EXERCISE OBJECTIVE ▸
Tally the lines in the data below where the word "regression" appears, and give the tally alone.

DATA ▸

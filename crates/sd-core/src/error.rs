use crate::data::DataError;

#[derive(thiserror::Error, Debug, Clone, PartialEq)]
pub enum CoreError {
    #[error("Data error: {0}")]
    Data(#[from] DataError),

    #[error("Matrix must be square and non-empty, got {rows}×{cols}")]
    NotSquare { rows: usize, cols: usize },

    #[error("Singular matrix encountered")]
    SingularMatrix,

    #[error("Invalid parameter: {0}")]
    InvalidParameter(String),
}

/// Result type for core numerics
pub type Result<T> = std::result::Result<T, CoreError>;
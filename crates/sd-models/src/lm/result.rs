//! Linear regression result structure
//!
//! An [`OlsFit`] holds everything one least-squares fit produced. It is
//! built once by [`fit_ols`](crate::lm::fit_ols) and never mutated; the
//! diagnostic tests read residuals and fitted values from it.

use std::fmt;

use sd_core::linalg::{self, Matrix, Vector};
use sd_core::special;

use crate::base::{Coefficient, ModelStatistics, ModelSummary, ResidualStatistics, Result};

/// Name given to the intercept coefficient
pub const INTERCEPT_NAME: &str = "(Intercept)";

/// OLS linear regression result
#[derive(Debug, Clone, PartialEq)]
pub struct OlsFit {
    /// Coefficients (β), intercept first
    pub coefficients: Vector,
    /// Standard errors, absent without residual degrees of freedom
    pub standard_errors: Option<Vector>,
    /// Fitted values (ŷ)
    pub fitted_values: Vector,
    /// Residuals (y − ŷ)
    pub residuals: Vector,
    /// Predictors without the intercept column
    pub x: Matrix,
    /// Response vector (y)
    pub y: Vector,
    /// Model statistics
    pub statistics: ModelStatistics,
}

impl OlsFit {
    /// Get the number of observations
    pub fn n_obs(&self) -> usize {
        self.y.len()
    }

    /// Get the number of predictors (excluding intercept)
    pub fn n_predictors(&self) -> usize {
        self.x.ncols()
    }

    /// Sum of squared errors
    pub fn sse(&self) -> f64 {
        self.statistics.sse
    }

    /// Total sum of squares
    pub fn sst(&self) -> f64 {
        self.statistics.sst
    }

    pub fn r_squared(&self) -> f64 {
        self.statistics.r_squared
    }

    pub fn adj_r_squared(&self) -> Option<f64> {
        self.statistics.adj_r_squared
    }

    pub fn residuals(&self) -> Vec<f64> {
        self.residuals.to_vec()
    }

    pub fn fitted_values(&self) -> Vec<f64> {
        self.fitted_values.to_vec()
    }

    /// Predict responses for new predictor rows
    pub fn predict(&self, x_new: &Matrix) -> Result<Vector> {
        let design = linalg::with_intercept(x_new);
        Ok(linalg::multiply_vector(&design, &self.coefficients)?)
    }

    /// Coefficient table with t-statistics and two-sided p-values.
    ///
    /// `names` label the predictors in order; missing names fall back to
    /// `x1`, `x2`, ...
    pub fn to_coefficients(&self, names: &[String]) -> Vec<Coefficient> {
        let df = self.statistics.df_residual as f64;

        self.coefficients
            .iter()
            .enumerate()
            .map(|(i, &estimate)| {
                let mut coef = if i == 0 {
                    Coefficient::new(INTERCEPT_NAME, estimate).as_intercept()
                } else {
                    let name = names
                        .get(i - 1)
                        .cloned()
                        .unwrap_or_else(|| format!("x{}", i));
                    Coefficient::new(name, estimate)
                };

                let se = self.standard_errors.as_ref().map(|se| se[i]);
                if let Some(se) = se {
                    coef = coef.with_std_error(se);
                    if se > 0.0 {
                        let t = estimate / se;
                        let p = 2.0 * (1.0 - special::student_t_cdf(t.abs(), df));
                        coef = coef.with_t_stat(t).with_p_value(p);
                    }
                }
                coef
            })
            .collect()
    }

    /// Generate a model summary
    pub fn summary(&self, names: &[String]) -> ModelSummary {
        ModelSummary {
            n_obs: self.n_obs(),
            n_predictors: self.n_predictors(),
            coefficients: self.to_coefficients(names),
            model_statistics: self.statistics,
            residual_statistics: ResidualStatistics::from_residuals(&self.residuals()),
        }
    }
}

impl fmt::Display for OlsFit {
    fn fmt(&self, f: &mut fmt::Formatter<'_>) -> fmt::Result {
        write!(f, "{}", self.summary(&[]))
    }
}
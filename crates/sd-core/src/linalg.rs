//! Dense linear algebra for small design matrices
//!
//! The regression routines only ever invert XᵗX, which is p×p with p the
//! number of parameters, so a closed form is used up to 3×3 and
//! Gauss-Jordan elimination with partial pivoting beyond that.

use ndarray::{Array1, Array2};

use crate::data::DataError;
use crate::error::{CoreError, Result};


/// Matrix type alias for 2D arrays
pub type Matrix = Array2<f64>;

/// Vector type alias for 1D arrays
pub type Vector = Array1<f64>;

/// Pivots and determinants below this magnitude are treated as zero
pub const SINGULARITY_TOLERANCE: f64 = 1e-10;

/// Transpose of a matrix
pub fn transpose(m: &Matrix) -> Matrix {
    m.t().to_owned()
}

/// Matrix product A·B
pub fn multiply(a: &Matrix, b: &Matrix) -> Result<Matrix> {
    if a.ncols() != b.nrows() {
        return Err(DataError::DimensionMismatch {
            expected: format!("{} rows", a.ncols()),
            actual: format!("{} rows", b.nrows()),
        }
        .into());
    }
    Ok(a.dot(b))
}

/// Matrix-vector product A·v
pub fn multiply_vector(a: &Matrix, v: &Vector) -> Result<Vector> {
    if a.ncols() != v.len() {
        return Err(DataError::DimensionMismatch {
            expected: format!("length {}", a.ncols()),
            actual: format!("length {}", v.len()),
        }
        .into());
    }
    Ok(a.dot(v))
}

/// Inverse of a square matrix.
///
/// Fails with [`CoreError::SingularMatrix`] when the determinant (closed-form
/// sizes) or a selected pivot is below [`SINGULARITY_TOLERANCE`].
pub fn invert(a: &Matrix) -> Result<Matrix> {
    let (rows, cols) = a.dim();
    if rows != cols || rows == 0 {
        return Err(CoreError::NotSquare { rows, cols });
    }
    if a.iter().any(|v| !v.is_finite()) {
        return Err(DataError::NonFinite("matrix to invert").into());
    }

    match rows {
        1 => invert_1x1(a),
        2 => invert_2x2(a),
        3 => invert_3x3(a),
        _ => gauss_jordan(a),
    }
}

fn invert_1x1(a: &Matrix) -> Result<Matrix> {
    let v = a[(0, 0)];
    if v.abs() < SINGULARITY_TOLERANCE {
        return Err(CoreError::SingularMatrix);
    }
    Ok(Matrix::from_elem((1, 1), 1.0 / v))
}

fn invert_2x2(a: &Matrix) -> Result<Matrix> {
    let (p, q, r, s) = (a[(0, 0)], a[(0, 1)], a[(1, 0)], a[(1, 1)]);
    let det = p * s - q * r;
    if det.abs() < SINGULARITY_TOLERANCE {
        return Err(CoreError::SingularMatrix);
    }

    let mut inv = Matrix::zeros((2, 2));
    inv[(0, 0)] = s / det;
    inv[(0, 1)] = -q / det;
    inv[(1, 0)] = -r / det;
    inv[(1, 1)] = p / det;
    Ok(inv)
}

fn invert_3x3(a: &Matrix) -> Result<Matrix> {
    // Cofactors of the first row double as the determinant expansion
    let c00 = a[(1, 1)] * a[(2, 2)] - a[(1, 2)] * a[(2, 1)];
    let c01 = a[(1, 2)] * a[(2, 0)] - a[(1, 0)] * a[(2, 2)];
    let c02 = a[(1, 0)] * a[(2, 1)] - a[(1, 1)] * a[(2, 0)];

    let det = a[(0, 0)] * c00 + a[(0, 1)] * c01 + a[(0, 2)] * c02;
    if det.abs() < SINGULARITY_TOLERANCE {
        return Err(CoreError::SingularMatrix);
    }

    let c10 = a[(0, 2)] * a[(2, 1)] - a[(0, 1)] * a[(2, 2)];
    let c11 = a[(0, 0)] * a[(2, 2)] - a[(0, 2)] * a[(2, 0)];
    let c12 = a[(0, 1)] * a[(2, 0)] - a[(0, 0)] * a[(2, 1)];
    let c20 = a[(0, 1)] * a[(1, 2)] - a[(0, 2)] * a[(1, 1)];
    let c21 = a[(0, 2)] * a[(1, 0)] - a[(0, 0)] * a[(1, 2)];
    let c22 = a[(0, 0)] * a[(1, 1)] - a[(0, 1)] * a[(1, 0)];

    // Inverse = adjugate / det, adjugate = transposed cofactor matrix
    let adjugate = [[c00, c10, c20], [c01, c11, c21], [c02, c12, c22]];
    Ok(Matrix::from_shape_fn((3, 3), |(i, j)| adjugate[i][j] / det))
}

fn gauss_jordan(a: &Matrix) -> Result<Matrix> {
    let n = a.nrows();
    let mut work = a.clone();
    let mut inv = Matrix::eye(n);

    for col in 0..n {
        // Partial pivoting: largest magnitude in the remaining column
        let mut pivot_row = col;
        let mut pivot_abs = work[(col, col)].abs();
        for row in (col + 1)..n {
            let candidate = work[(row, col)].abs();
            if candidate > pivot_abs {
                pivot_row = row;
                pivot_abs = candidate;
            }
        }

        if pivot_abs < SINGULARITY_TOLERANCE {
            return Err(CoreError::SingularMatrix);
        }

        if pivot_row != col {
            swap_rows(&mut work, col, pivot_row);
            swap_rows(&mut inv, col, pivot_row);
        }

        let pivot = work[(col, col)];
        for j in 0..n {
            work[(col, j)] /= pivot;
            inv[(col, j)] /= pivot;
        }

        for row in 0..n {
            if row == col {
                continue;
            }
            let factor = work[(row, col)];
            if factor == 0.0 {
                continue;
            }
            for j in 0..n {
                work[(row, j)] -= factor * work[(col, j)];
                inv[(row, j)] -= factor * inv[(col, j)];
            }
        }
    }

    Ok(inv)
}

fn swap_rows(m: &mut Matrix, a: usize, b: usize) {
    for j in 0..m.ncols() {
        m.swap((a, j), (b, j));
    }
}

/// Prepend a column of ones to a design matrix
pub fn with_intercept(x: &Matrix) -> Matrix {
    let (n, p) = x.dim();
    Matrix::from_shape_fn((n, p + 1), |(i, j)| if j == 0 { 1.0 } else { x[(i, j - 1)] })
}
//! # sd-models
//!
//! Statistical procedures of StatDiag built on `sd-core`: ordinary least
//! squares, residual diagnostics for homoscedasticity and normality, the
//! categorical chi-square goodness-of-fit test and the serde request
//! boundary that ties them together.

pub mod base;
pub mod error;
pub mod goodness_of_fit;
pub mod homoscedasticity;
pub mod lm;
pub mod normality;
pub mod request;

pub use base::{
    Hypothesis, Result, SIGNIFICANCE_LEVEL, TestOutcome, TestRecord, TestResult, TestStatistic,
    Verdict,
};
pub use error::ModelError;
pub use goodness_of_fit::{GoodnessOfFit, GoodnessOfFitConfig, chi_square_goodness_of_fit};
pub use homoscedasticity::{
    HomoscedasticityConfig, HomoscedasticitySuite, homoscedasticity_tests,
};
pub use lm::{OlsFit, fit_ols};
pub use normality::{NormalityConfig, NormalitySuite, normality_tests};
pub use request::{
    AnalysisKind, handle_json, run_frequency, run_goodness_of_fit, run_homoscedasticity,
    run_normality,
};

WRITTEN RESPONSE ▸
3